=== Begin Enclosure ===

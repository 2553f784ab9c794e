//! Ingestion eligibility.
//!
//! A [`ContentFilter`] rejects build artifacts, binaries, generated or
//! infrastructure files that are identical across repositories, and files
//! too small to carry meaning. Rejection is never an error: callers simply
//! skip the file.
//!
//! Eligibility does not depend on the file category. A tiny documentation
//! file is dropped exactly like a tiny code file.

use anyhow::Result;
use globset::{Glob, GlobSet, GlobSetBuilder};
use std::path::{Component, Path};

/// Default minimum trimmed content length, in characters.
pub const DEFAULT_MIN_CONTENT_CHARS: usize = 50;

/// Bytes inspected when sniffing for binary content.
const SNIFF_BYTES: usize = 8192;

const EXCLUDE_DIRS: &[&str] = &[
    ".git",
    "node_modules",
    "__pycache__",
    ".pytest_cache",
    "target",
    "build",
    "dist",
    ".idea",
    ".vscode",
    "venv",
    ".gradle",
    ".mvn",
    "bin",
    "obj",
    "vendor",
    ".next",
];

/// Generated or infrastructure files. Entries with a `/` match a contiguous
/// run of path segments.
const EXCLUDE_FILES: &[&str] = &[
    "Jenkinsfile",
    ".gitignore",
    ".dockerignore",
    "LICENSE",
    ".gitlab-ci.yml",
    ".travis.yml",
    "circle.yml",
    ".github/workflows",
    "package-lock.json",
    "compare.sh",
];

const BINARY_SUFFIXES: &[&str] = &[
    ".class",
    ".pyc",
    ".pyo",
    ".so",
    ".dll",
    ".dylib",
    ".exe",
    ".bin",
    ".o",
    ".a",
    ".jar",
    ".war",
    ".min.js",
    ".bundle.js",
    ".lock",
    ".log",
];

/// Why a file was rejected. Used for debug logging and run statistics.
#[derive(Debug, Clone, Copy, PartialEq, Eq)]
pub enum Rejection {
    ExcludedDirectory,
    ExcludedFile,
    BinarySuffix,
    UserGlob,
    BinaryContent,
    TooSmall,
}

/// Decides which files are eligible for ingestion.
#[derive(Debug, Clone)]
pub struct ContentFilter {
    exclude_dirs: Vec<String>,
    exclude_files: Vec<Vec<String>>,
    binary_suffixes: Vec<String>,
    user_globs: Option<GlobSet>,
    min_content_chars: usize,
}

impl Default for ContentFilter {
    fn default() -> Self {
        Self {
            exclude_dirs: EXCLUDE_DIRS.iter().map(|s| s.to_string()).collect(),
            exclude_files: EXCLUDE_FILES
                .iter()
                .map(|s| s.split('/').map(str::to_string).collect())
                .collect(),
            binary_suffixes: BINARY_SUFFIXES.iter().map(|s| s.to_string()).collect(),
            user_globs: None,
            min_content_chars: DEFAULT_MIN_CONTENT_CHARS,
        }
    }
}

impl ContentFilter {
    pub fn new(min_content_chars: usize, exclude_globs: &[String]) -> Result<Self> {
        let mut filter = Self {
            min_content_chars,
            ..Self::default()
        };
        if !exclude_globs.is_empty() {
            let mut builder = GlobSetBuilder::new();
            for pattern in exclude_globs {
                builder.add(Glob::new(pattern)?);
            }
            filter.user_globs = Some(builder.build()?);
        }
        Ok(filter)
    }

    pub fn min_content_chars(&self) -> usize {
        self.min_content_chars
    }

    /// Path-only checks, so callers can skip reading rejected files.
    /// `path` should be relative to the ingestion root.
    pub fn check_path(&self, path: &Path) -> Result<(), Rejection> {
        let segments: Vec<String> = path
            .components()
            .filter_map(|c| match c {
                Component::Normal(s) => Some(s.to_string_lossy().to_string()),
                _ => None,
            })
            .collect();

        let (dirs, name) = match segments.split_last() {
            Some((name, dirs)) => (dirs, name.as_str()),
            None => return Err(Rejection::ExcludedFile),
        };

        if dirs.iter().any(|d| self.exclude_dirs.contains(d)) {
            return Err(Rejection::ExcludedDirectory);
        }

        if self
            .exclude_files
            .iter()
            .any(|pattern| contains_run(&segments, pattern))
        {
            return Err(Rejection::ExcludedFile);
        }

        if self.binary_suffixes.iter().any(|s| name.ends_with(s.as_str())) {
            return Err(Rejection::BinarySuffix);
        }

        if let Some(globs) = &self.user_globs {
            if globs.is_match(path) {
                return Err(Rejection::UserGlob);
            }
        }

        Ok(())
    }

    /// Content checks on the decoded text.
    pub fn check_content(&self, content: &str) -> Result<(), Rejection> {
        if content.trim().chars().count() < self.min_content_chars {
            return Err(Rejection::TooSmall);
        }
        Ok(())
    }

    /// Full check: `is_eligible(path, content)`.
    pub fn check(&self, path: &Path, content: &str) -> Result<(), Rejection> {
        self.check_path(path)?;
        self.check_content(content)
    }

    pub fn is_eligible(&self, path: &Path, content: &str) -> bool {
        self.check(path, content).is_ok()
    }
}

/// True if `haystack` contains `needle` as a contiguous run.
fn contains_run(haystack: &[String], needle: &[String]) -> bool {
    if needle.is_empty() || needle.len() > haystack.len() {
        return false;
    }
    haystack.windows(needle.len()).any(|w| w == needle)
}

/// Heuristic binary detection: a NUL byte in the leading bytes.
pub fn looks_binary(bytes: &[u8]) -> bool {
    bytes.iter().take(SNIFF_BYTES).any(|b| *b == 0)
}

#[cfg(test)]
mod tests {
    use super::*;

    const BODY: &str = "This body is comfortably longer than the fifty character minimum.";

    #[test]
    fn test_excluded_directories() {
        let f = ContentFilter::default();
        assert_eq!(
            f.check_path(Path::new("node_modules/pkg/index.js")),
            Err(Rejection::ExcludedDirectory)
        );
        assert_eq!(
            f.check_path(Path::new("a/.git/config")),
            Err(Rejection::ExcludedDirectory)
        );
        assert!(f.check_path(Path::new("src/targets.rs")).is_ok());
    }

    #[test]
    fn test_infrastructure_files() {
        let f = ContentFilter::default();
        assert!(!f.is_eligible(Path::new("Jenkinsfile"), BODY));
        assert!(!f.is_eligible(Path::new("sub/LICENSE"), BODY));
        assert!(!f.is_eligible(Path::new(".github/workflows/ci.yml"), BODY));
        // A lone "workflows" directory is fine.
        assert!(f.is_eligible(Path::new("workflows/main.wdl"), BODY));
    }

    #[test]
    fn test_binary_suffixes() {
        let f = ContentFilter::default();
        assert_eq!(
            f.check_path(Path::new("dist2/app.min.js")),
            Err(Rejection::BinarySuffix)
        );
        assert_eq!(
            f.check_path(Path::new("Cargo.lock")),
            Err(Rejection::BinarySuffix)
        );
        assert!(f.check_path(Path::new("app.js")).is_ok());
    }

    #[test]
    fn test_min_content_is_category_independent() {
        let f = ContentFilter::default();
        assert!(!f.is_eligible(Path::new("README.md"), "  # Title\n\n  "));
        assert!(!f.is_eligible(Path::new("main.py"), "print('hi')"));
        assert!(f.is_eligible(Path::new("main.py"), BODY));
    }

    #[test]
    fn test_user_globs() {
        let f = ContentFilter::new(10, &["**/fixtures/**".to_string()]).unwrap();
        assert_eq!(
            f.check_path(Path::new("tests/fixtures/data.json")),
            Err(Rejection::UserGlob)
        );
        assert!(f.is_eligible(Path::new("tests/data.json"), "0123456789ab"));
    }

    #[test]
    fn test_looks_binary() {
        assert!(looks_binary(b"PK\x03\x04\x00\x00"));
        assert!(!looks_binary("plain text".as_bytes()));
    }
}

=== End Enclosure ===

* **TASK PROMPT**
All lines above between those holding "skip the file." and "pub enum Rejection", inclusive, must be set down unchanged, and no other line may be included.

* **EXERCISE OUTPUT**
//! skip the file.
//!
//! Eligibility does not depend on the file category. A tiny documentation
//! file is dropped exactly like a tiny code file.

use anyhow::Result;
use globset::{Glob, GlobSet, GlobSetBuilder};
use std::path::{Component, Path};

/// Default minimum trimmed content length, in characters.
pub const DEFAULT_MIN_CONTENT_CHARS: usize = 50;

/// Bytes inspected when sniffing for binary content.
const SNIFF_BYTES: usize = 8192;

const EXCLUDE_DIRS: &[&str] = &[
    ".git",
    "node_modules",
    "__pycache__",
    ".pytest_cache",
    "target",
    "build",
    "dist",
    ".idea",
    ".vscode",
    "venv",
    ".gradle",
    ".mvn",
    "bin",
    "obj",
    "vendor",
    ".next",
];

/// Generated or infrastructure files. Entries with a `/` match a contiguous
/// run of path segments.
const EXCLUDE_FILES: &[&str] = &[
    "Jenkinsfile",
    ".gitignore",
    ".dockerignore",
    "LICENSE",
    ".gitlab-ci.yml",
    ".travis.yml",
    "circle.yml",
    ".github/workflows",
    "package-lock.json",
    "compare.sh",
];

const BINARY_SUFFIXES: &[&str] = &[
    ".class",
    ".pyc",
    ".pyo",
    ".so",
    ".dll",
    ".dylib",
    ".exe",
    ".bin",
    ".o",
    ".a",
    ".jar",
    ".war",
    ".min.js",
    ".bundle.js",
    ".lock",
    ".log",
];

/// Why a file was rejected. Used for debug logging and run statistics.
#[derive(Debug, Clone, Copy, PartialEq, Eq)]
pub enum Rejection {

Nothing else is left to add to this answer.